▶ [Work to complete] Check every line of the entries below for "neighbor", and copy the lines that have it.

※

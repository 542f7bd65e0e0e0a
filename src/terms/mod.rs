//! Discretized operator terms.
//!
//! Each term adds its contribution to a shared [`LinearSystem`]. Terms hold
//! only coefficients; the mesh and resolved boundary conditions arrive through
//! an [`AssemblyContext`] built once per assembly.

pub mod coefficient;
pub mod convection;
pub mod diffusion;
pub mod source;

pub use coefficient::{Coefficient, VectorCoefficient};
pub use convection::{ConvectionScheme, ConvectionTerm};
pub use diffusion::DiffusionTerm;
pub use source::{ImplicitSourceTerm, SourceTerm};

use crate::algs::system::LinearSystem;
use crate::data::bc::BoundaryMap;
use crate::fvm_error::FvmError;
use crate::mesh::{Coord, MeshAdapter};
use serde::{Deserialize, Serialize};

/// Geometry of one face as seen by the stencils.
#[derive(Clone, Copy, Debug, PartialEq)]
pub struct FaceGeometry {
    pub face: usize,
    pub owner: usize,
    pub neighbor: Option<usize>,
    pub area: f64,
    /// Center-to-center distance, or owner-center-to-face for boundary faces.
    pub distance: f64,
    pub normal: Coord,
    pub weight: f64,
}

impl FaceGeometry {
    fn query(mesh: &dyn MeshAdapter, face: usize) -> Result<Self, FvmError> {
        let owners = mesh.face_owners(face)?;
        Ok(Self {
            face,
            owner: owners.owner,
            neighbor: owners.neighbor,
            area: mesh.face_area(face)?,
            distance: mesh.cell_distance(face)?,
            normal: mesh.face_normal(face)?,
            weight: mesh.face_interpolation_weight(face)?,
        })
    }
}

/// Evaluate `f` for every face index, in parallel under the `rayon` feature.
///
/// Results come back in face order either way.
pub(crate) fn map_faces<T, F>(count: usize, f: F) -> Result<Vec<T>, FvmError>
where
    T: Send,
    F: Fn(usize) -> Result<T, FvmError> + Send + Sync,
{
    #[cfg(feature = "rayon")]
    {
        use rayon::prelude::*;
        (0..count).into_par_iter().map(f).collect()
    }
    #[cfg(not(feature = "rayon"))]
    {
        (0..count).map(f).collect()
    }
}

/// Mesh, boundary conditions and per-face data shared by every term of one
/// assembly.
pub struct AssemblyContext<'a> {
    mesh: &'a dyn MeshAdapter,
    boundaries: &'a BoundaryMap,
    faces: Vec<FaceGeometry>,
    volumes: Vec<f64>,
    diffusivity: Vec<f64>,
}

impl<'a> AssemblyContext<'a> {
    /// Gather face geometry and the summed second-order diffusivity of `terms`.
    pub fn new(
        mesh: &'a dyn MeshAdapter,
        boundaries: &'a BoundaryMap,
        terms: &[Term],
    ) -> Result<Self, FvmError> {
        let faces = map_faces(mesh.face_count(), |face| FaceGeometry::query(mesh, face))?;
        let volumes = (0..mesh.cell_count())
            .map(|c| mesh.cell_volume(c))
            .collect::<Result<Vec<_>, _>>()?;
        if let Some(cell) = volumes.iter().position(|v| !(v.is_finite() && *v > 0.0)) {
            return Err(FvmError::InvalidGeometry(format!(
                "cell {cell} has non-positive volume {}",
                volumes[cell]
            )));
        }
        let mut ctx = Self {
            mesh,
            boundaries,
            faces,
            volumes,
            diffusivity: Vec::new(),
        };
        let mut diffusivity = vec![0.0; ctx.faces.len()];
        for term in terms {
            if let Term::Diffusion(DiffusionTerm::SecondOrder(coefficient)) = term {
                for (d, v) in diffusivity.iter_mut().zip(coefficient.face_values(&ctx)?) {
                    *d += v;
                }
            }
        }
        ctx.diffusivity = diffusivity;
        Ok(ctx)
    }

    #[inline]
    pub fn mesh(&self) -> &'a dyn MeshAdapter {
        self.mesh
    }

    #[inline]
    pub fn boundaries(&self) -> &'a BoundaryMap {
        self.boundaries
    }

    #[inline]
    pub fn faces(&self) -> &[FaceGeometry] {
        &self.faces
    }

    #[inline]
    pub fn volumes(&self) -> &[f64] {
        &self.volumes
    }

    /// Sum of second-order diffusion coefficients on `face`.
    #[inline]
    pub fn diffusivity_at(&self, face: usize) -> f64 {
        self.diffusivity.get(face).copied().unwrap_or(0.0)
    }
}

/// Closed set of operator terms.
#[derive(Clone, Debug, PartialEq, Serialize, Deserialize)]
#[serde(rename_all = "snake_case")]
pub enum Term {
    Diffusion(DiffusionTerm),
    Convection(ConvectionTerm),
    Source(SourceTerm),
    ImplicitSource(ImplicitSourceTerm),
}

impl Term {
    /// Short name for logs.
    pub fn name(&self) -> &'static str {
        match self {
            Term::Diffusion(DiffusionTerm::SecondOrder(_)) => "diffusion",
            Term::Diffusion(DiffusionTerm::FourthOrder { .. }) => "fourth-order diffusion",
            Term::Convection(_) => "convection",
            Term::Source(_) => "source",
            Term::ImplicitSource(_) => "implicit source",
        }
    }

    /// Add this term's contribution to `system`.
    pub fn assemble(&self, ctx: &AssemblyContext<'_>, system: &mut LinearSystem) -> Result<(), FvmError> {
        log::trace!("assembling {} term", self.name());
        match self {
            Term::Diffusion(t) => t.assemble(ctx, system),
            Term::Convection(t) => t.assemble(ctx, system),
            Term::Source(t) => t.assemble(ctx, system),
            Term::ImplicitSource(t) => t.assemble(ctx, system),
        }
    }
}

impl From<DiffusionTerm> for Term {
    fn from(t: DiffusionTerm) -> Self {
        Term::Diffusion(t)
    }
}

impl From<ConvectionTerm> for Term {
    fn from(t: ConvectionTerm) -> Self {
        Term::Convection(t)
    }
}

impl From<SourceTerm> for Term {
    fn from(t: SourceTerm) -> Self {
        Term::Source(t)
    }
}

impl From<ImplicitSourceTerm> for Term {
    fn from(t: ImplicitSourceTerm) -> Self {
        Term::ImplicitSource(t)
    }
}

※

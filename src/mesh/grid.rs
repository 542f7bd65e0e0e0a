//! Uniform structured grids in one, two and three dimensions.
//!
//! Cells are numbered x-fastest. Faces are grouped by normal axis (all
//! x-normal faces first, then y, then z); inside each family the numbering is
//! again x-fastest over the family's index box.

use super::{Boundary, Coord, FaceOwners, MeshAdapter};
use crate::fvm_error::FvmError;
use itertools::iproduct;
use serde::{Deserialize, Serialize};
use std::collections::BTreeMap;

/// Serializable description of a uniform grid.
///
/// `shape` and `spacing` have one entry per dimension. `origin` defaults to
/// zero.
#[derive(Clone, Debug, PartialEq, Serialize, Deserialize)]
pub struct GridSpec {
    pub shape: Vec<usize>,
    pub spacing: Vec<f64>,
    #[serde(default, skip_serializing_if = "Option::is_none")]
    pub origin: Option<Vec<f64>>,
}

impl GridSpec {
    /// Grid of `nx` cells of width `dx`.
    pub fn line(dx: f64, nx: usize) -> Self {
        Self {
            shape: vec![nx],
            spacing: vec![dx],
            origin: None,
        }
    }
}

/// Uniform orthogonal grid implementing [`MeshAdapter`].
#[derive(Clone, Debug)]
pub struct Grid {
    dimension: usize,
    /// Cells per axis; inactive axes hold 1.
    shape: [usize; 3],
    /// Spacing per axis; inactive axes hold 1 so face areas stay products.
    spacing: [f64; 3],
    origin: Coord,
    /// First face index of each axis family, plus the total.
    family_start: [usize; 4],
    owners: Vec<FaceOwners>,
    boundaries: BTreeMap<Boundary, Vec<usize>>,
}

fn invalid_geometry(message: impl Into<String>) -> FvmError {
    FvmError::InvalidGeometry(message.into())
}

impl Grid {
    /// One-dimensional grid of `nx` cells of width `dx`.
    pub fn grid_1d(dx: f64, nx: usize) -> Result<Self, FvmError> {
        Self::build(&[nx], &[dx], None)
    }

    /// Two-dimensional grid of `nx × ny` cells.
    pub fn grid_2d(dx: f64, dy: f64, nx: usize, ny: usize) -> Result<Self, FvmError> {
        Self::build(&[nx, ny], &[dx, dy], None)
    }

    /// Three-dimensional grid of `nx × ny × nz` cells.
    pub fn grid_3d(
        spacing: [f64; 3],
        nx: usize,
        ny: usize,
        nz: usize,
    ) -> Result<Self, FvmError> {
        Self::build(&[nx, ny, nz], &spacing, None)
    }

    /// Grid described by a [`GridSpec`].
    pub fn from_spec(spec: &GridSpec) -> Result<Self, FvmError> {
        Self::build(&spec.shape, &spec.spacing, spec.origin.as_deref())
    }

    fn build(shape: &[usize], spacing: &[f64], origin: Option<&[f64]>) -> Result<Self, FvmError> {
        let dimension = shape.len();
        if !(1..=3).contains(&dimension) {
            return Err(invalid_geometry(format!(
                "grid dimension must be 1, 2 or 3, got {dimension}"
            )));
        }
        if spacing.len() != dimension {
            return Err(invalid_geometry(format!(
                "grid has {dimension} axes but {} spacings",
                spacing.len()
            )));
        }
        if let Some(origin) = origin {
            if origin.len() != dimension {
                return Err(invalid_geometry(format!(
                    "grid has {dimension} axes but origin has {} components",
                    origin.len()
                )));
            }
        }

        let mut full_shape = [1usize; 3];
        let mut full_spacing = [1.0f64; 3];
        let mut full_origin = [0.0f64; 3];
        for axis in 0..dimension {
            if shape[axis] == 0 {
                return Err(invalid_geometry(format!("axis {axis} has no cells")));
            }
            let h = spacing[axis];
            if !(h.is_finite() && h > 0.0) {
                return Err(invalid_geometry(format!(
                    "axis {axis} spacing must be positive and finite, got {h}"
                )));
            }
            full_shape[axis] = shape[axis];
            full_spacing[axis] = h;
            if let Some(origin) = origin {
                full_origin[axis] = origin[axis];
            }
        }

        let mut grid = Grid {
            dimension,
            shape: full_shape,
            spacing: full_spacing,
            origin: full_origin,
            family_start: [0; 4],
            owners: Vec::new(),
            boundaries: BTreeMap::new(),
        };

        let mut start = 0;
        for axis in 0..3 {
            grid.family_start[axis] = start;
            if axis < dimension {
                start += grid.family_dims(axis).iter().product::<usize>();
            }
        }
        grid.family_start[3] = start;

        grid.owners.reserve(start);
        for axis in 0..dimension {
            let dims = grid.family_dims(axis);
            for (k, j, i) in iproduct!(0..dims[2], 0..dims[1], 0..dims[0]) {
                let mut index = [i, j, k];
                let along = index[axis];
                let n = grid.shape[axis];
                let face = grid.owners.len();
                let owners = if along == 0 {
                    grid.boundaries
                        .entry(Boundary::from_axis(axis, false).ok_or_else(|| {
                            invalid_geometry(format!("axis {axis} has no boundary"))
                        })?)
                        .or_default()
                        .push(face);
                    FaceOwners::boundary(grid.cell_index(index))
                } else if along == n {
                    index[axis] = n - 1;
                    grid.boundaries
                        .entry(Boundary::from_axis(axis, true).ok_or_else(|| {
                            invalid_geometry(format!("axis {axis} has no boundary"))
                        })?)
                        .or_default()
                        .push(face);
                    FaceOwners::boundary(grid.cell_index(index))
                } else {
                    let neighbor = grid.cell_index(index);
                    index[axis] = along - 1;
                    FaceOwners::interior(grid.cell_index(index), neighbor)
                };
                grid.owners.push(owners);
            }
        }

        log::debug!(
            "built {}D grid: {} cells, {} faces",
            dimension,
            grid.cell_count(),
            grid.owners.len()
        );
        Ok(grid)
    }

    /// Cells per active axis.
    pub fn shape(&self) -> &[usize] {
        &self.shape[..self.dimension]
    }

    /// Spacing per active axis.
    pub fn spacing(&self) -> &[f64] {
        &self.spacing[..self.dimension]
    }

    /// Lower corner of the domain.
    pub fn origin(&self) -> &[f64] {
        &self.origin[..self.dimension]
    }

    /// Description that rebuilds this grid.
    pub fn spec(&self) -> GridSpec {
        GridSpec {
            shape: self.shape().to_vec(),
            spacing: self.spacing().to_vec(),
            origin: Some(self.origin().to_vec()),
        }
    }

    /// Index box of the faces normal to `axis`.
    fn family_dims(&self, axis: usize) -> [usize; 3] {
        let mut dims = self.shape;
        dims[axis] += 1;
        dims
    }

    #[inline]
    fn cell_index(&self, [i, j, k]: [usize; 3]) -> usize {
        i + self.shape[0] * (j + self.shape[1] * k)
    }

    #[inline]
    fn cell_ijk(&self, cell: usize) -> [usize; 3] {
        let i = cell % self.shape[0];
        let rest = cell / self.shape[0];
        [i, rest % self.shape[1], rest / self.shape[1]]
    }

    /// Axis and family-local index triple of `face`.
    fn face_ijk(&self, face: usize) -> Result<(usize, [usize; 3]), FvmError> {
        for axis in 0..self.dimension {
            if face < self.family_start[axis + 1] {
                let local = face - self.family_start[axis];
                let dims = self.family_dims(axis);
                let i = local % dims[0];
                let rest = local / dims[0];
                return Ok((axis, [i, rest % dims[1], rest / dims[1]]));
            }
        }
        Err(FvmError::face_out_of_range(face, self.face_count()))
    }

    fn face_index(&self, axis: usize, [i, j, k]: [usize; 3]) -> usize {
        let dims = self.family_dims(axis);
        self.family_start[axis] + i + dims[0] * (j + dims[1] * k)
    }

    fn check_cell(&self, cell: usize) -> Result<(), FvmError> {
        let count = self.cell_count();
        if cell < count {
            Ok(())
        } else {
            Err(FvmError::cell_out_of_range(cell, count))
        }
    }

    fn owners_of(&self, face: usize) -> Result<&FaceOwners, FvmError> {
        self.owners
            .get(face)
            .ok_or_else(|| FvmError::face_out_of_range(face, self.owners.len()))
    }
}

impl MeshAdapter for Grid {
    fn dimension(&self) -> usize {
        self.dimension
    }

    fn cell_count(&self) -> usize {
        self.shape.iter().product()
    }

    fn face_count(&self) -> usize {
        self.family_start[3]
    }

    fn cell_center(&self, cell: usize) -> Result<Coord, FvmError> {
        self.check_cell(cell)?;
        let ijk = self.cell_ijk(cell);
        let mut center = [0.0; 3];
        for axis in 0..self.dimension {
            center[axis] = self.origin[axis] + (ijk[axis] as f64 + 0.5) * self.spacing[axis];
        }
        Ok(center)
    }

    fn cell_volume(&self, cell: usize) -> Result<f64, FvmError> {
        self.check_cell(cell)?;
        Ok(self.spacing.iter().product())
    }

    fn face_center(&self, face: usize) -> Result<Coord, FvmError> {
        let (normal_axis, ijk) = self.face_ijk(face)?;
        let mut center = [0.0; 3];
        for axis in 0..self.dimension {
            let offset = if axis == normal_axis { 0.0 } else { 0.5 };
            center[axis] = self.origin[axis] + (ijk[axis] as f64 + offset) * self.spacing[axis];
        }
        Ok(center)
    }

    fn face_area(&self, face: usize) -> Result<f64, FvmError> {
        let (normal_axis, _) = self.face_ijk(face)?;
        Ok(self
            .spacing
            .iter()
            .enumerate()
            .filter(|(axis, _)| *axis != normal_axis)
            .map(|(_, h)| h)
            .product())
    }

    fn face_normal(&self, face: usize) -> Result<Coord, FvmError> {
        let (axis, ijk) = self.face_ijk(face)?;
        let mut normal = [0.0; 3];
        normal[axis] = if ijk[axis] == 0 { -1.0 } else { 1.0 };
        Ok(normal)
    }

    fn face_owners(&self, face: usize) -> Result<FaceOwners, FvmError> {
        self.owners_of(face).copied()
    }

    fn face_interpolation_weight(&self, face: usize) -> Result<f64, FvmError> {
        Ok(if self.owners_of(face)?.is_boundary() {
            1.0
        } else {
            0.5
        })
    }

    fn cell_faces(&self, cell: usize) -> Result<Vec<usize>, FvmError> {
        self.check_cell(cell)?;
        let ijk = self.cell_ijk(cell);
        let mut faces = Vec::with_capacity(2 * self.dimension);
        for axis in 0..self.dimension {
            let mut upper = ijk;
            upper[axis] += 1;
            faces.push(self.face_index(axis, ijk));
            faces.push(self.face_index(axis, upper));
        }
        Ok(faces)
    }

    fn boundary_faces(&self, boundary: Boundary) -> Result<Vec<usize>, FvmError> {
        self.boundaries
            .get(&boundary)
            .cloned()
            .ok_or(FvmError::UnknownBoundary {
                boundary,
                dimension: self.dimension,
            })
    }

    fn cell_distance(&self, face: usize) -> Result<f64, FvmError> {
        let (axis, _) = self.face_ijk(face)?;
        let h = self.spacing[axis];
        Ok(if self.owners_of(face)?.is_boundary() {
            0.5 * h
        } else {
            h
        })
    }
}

※

▶ [The answer]
    pub neighbor: Option<usize>,
            neighbor: owners.neighbor,
                    let neighbor = grid.cell_index(index);
                    FaceOwners::interior(grid.cell_index(index), neighbor)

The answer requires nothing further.